August 26, 2004
COLORADO SPRINGS, Colo. (Reuters) - It is "only a matter of time" before militants try to launch a seaborne attack on the United States, but threats of terrorism are greater abroad because they are avoiding hardened U.S. targets, a senior U.S. military official said on Wednesday.
General Ralph "Ed" Eberhart, who as head of the U.S. Northern Command (NORTHCOM) is responsible for defending U.S. land, sea and air, also said North Korea posed the greatest threat to the United States of any country -- as opposed to non-state actors such as al Qaeda -- even as Washington tries to negotiate with Pyongyang.
Eberhart, who is also head of the U.S.-Canadian North American Aerospace Defense Command (NORAD), said the danger of a seaborne attack was one reason why he advocated a modification of NORAD's bi-national mission to include the seas as well as the skies.
"I believe it's just a matter of time until the terrorists try to use a ... maritime attack against us," he said. "I believe that attack could come in terms of bringing a ship into port, whether it's (carrying) high explosives or whether it's weapons of mass destruction."
Speaking to reporters at NORTHCOM and NORAD headquarters in Colorado Springs, Colo., Eberhart said that despite improvements in U.S. maritime defenses since the Sept. 11, 2001, attacks, they "are not as mature, are not as sophisticated or as elegant as our monitoring of the airspace" through NORAD. More work needs to be done, he said.
THREATS OF ATTACK
Eberhart said he had no doubt militant groups such as the Osama bin Laden's al Qaeda network would like to strike the United States before the November presidential elections and remained focused on high-profile targets like New York or Washington.
But Eberhart said he personally believed sharply improved security in the United States since Sept. 11 made the threat of an attack abroad more likely.
"I do believe that (it is) because of what we have done since 9/11 (that) you've not seen a follow-up attack here but you have seen attacks elsewhere," he said, in references to deadly militant attacks in Madrid, the Middle East and Asia.
"I would like to think ... that the threat is greater overseas because we've taken the actions we have taken and made it more difficult to be successful here. I firmly believe that," he said.

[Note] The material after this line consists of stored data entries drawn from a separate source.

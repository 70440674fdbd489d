//! The task store: sole owner of the task collection.
//!
//! The collection is held as a copy-on-write [`Snapshot`]. Every mutation that
//! changes something produces a new snapshot and hands it to the registered
//! subscribers; a reader that kept an older snapshot keeps seeing the old
//! state. Lookups that miss are not errors: mutations report them as `false`
//! (or `None`) and leave the store untouched. Malformed input is rejected with
//! a [`StoreError`] before anything changes.

use std::sync::Arc;

use chrono::{DateTime, Duration, NaiveDate, Utc};
use tracing::{debug, warn};

use crate::clock::Clock;
use crate::error::StoreError;
use crate::fields::*;
use crate::project::Project;
use crate::queries::{self, ProjectStats};
use crate::task::{Assignee, Comment, CommentDraft, Lifecycle, Stage, Task, TaskDraft, TaskPatch};
use crate::user::User;
use crate::validate;

/// Immutable view of the task collection at one point in time.
pub type Snapshot = Arc<Vec<Task>>;

pub type SubscriptionId = u64;

type Listener = Box<dyn FnMut(&Snapshot)>;

/// Users and projects the store validates against. Read-only.
#[derive(Debug, Clone, Default)]
pub struct Directory {
    users: Vec<User>,
    projects: Vec<Project>,
}

impl Directory {
    pub fn new(users: Vec<User>, projects: Vec<Project>) -> Self {
        Self { users, projects }
    }

    pub fn users(&self) -> &[User] {
        &self.users
    }

    pub fn projects(&self) -> &[Project] {
        &self.projects
    }

    pub fn user(&self, id: UserId) -> Option<&User> {
        self.users.iter().find(|u| u.id == id)
    }

    pub fn project(&self, id: ProjectId) -> Option<&Project> {
        self.projects.iter().find(|p| p.id == id)
    }

    /// Users with the member role, in directory order.
    pub fn members(&self) -> impl Iterator<Item = &User> {
        self.users.iter().filter(|u| u.role == Role::Member)
    }
}

/// In-memory task collection plus its mutation API.
pub struct TaskStore {
    tasks: Snapshot,
    directory: Directory,
    clock: Box<dyn Clock>,
    next_task_id: TaskId,
    next_comment_id: CommentId,
    listeners: Vec<(SubscriptionId, Listener)>,
    next_subscription: SubscriptionId,
}

impl TaskStore {
    /// Build a store over an initial collection. Identifiers handed out later
    /// continue after the highest ones present.
    pub fn new(directory: Directory, tasks: Vec<Task>, clock: Box<dyn Clock>) -> Self {
        let next_task_id = tasks.iter().map(|t| t.id).max().unwrap_or(0) + 1;
        let next_comment_id = tasks
            .iter()
            .flat_map(|t| t.comments.iter().map(|c| c.id))
            .max()
            .unwrap_or(0)
            + 1;
        TaskStore {
            tasks: Arc::new(tasks),
            directory,
            clock,
            next_task_id,
            next_comment_id,
            listeners: Vec::new(),
            next_subscription: 1,
        }
    }

    /// Current snapshot. Cheap: shares the collection.
    pub fn snapshot(&self) -> Snapshot {
        Arc::clone(&self.tasks)
    }

    pub fn tasks(&self) -> &[Task] {
        &self.tasks
    }

    pub fn directory(&self) -> &Directory {
        &self.directory
    }

    pub fn now(&self) -> DateTime<Utc> {
        self.clock.now()
    }

    pub fn today(&self) -> NaiveDate {
        self.clock.today()
    }

    /// Register an observer that receives every published snapshot.
    pub fn subscribe<F>(&mut self, listener: F) -> SubscriptionId
    where
        F: FnMut(&Snapshot) + 'static,
    {
        let id = self.next_subscription;
        self.next_subscription += 1;
        self.listeners.push((id, Box::new(listener)));
        id
    }

    pub fn unsubscribe(&mut self, id: SubscriptionId) -> bool {
        let before = self.listeners.len();
        self.listeners.retain(|(sid, _)| *sid != id);
        self.listeners.len() != before
    }

    fn publish(&mut self) {
        for (_, listener) in self.listeners.iter_mut() {
            listener(&self.tasks);
        }
    }

    fn position(&self, id: TaskId) -> Option<usize> {
        self.tasks.iter().position(|t| t.id == id)
    }

    fn task_mut(&mut self, idx: usize) -> &mut Task {
        &mut Arc::make_mut(&mut self.tasks)[idx]
    }

    /// Timestamp for a mutation: the clock's reading, nudged forward when the
    /// clock has not moved past `previous`.
    fn stamp(&self, previous: DateTime<Utc>) -> DateTime<Utc> {
        let now = self.clock.now();
        if now > previous {
            now
        } else {
            previous + Duration::microseconds(1)
        }
    }

    /// Append a new task built from `draft`.
    pub fn add_task(&mut self, draft: TaskDraft) -> Result<TaskId, StoreError> {
        if let Err(e) = validate::validate_draft(&draft, &self.directory) {
            warn!("Rejected task draft '{}': {}", draft.title, e);
            return Err(e);
        }

        let now = self.clock.now();
        let id = self.next_task_id;
        self.next_task_id += 1;

        let lifecycle = match (draft.assignee, Stage::for_status(draft.status, now)) {
            (Some(assignee), Some(stage)) => Lifecycle::Assigned { assignee, stage },
            _ => Lifecycle::Unassigned,
        };

        let task = Task {
            id,
            title: draft.title,
            description: draft.description,
            priority: draft.priority,
            lifecycle,
            project_id: draft.project_id,
            due_date: draft.due_date,
            blocker_reason: draft.blocker_reason,
            created_at: now,
            updated_at: now,
            comments: Vec::new(),
            update_requested: false,
            ai_generated: draft.ai_generated,
        };
        Arc::make_mut(&mut self.tasks).push(task);
        debug!(task_id = id, "Added task");
        self.publish();
        Ok(id)
    }

    /// Merge `patch` into a task. Returns `Ok(false)` when the task is missing.
    pub fn update_task(&mut self, id: TaskId, patch: TaskPatch) -> Result<bool, StoreError> {
        validate::validate_patch(&patch)?;
        let Some(idx) = self.position(id) else {
            debug!(task_id = id, "Update ignored, task not found");
            return Ok(false);
        };

        let now = self.stamp(self.tasks[idx].updated_at);
        let lifecycle = match patch.status {
            Some(status) => match transition(&self.tasks[idx], status, now) {
                Ok(lifecycle) => Some(lifecycle),
                Err(e) => {
                    warn!("Rejected update on task {}: {}", id, e);
                    return Err(e);
                }
            },
            None => None,
        };

        let task = self.task_mut(idx);
        if let Some(title) = patch.title {
            task.title = title;
        }
        if let Some(description) = patch.description {
            task.description = description;
        }
        if let Some(priority) = patch.priority {
            task.priority = priority;
        }
        if let Some(due_date) = patch.due_date {
            task.due_date = due_date;
        }
        if let Some(reason) = patch.blocker_reason {
            task.blocker_reason = reason;
        }
        if let Some(ai_generated) = patch.ai_generated {
            task.ai_generated = ai_generated;
        }
        if let Some(lifecycle) = lifecycle {
            task.lifecycle = lifecycle;
        }
        task.updated_at = now;
        debug!(task_id = id, "Updated task");
        self.publish();
        Ok(true)
    }

    /// Remove a task for good. Returns whether anything was removed.
    pub fn delete_task(&mut self, id: TaskId) -> bool {
        let Some(idx) = self.position(id) else {
            debug!(task_id = id, "Delete ignored, task not found");
            return false;
        };
        Arc::make_mut(&mut self.tasks).remove(idx);
        debug!(task_id = id, "Deleted task");
        self.publish();
        true
    }

    /// Move a task to `status`.
    ///
    /// Entering `Done` stamps the completion time and leaving it clears it.
    /// The update-request flag is cleared only when the status really changes.
    /// The blocker reason is not touched.
    pub fn update_task_status(&mut self, id: TaskId, status: Status) -> Result<bool, StoreError> {
        let Some(idx) = self.position(id) else {
            debug!(task_id = id, "Status change ignored, task not found");
            return Ok(false);
        };

        let now = self.stamp(self.tasks[idx].updated_at);
        let previous = self.tasks[idx].status();
        let lifecycle = match transition(&self.tasks[idx], status, now) {
            Ok(lifecycle) => lifecycle,
            Err(e) => {
                warn!("Rejected status change on task {}: {}", id, e);
                return Err(e);
            }
        };

        let task = self.task_mut(idx);
        task.lifecycle = lifecycle;
        task.updated_at = now;
        if previous != status {
            task.update_requested = false;
        }
        debug!(task_id = id, from = ?previous, to = ?status, "Changed task status");
        self.publish();
        Ok(true)
    }

    /// Hand a task to a user. The task always lands in `Todo`, whatever it was.
    pub fn assign_task(
        &mut self,
        id: TaskId,
        assignee_id: UserId,
        assignee_name: &str,
    ) -> Result<bool, StoreError> {
        validate::validate_assignee(assignee_id, &self.directory)?;
        let Some(idx) = self.position(id) else {
            debug!(task_id = id, "Assignment ignored, task not found");
            return Ok(false);
        };

        let now = self.stamp(self.tasks[idx].updated_at);
        let task = self.task_mut(idx);
        task.lifecycle = Lifecycle::Assigned {
            assignee: Assignee::new(assignee_id, assignee_name),
            stage: Stage::Todo,
        };
        task.updated_at = now;
        debug!(task_id = id, assignee_id, "Assigned task");
        self.publish();
        Ok(true)
    }

    /// Append a comment. Returns the new comment's id, or `None` when the task
    /// is missing.
    pub fn add_comment(
        &mut self,
        task_id: TaskId,
        draft: CommentDraft,
    ) -> Result<Option<CommentId>, StoreError> {
        validate::validate_comment(&draft)?;
        let Some(idx) = self.position(task_id) else {
            debug!(task_id, "Comment ignored, task not found");
            return Ok(None);
        };

        let now = self.stamp(self.tasks[idx].updated_at);
        let id = self.next_comment_id;
        self.next_comment_id += 1;
        let task = self.task_mut(idx);
        task.comments.push(Comment {
            id,
            task_id,
            user_id: draft.user_id,
            user_name: draft.user_name,
            user_role: draft.user_role,
            content: draft.content,
            link: draft.link,
            image_url: draft.image_url,
            created_at: now,
        });
        task.updated_at = now;
        debug!(task_id, comment_id = id, "Added comment");
        self.publish();
        Ok(Some(id))
    }

    /// Flag a task as awaiting an update from its assignee.
    pub fn request_update(&mut self, id: TaskId) -> bool {
        self.set_update_requested(id, true)
    }

    pub fn clear_update_request(&mut self, id: TaskId) -> bool {
        self.set_update_requested(id, false)
    }

    fn set_update_requested(&mut self, id: TaskId, requested: bool) -> bool {
        let Some(idx) = self.position(id) else {
            debug!(task_id = id, "Update request ignored, task not found");
            return false;
        };
        if self.tasks[idx].update_requested == requested {
            return true;
        }
        self.task_mut(idx).update_requested = requested;
        debug!(task_id = id, requested, "Set update request flag");
        self.publish();
        true
    }

    pub fn task_by_id(&self, id: TaskId) -> Option<&Task> {
        queries::task_by_id(&self.tasks, id)
    }

    pub fn tasks_by_status(&self, status: Status) -> Vec<&Task> {
        queries::tasks_by_status(&self.tasks, status)
    }

    pub fn tasks_by_assignee(&self, assignee_id: UserId) -> Vec<&Task> {
        queries::tasks_by_assignee(&self.tasks, assignee_id)
    }

    pub fn tasks_by_project(&self, project_id: ProjectId) -> Vec<&Task> {
        queries::tasks_by_project(&self.tasks, project_id)
    }

    /// Overdue relative to the store clock.
    pub fn overdue_tasks(&self) -> Vec<&Task> {
        queries::overdue_tasks(&self.tasks, self.today())
    }

    pub fn project_stats(&self, project_id: ProjectId) -> ProjectStats {
        queries::project_stats(&self.tasks, project_id)
    }

    pub fn visible_to(&self, user: &User) -> Vec<&Task> {
        queries::visible_to(&self.tasks, user)
    }
}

Within the United States, Eberhart said militants had shown interest in attacking highly symbolic targets, oil refineries, nuclear plants, or anything that would make a "big splash." Available intelligence did not, he said, indicate a change in these goals.
PROCEDURES IN PLACE
Since Sept. 11, the U.S. military had also put procedures in place to shoot down commercial aircraft if needed to avoid the kind of tragedy of Sept. 11.
"We're prepared to do that (shoot down planes) because we know if we don't do that, then there likely are hundreds if not thousands of others on the ground that are going to die too," he said.
He said NORAD had scrambled fighter jets some 1,600 times since Sept. 11 to check on anomalies in the air -- such as threatening passengers or inadvertent messages from pilots signaling a hijacking -- and none had turned out to be a serious threat requiring a shootdown order.
Asked what countries currently posed the greatest threat to the United States, Eberhart only mentioned North Korea.
"As you know, we are building missile defense capability predominantly for North Korea. I'm sure they're a wild card in our book," he said.
Yet the United States was doing everything it could, he said, to reconcile its differences with North Korea, especially concerning its nuclear capability.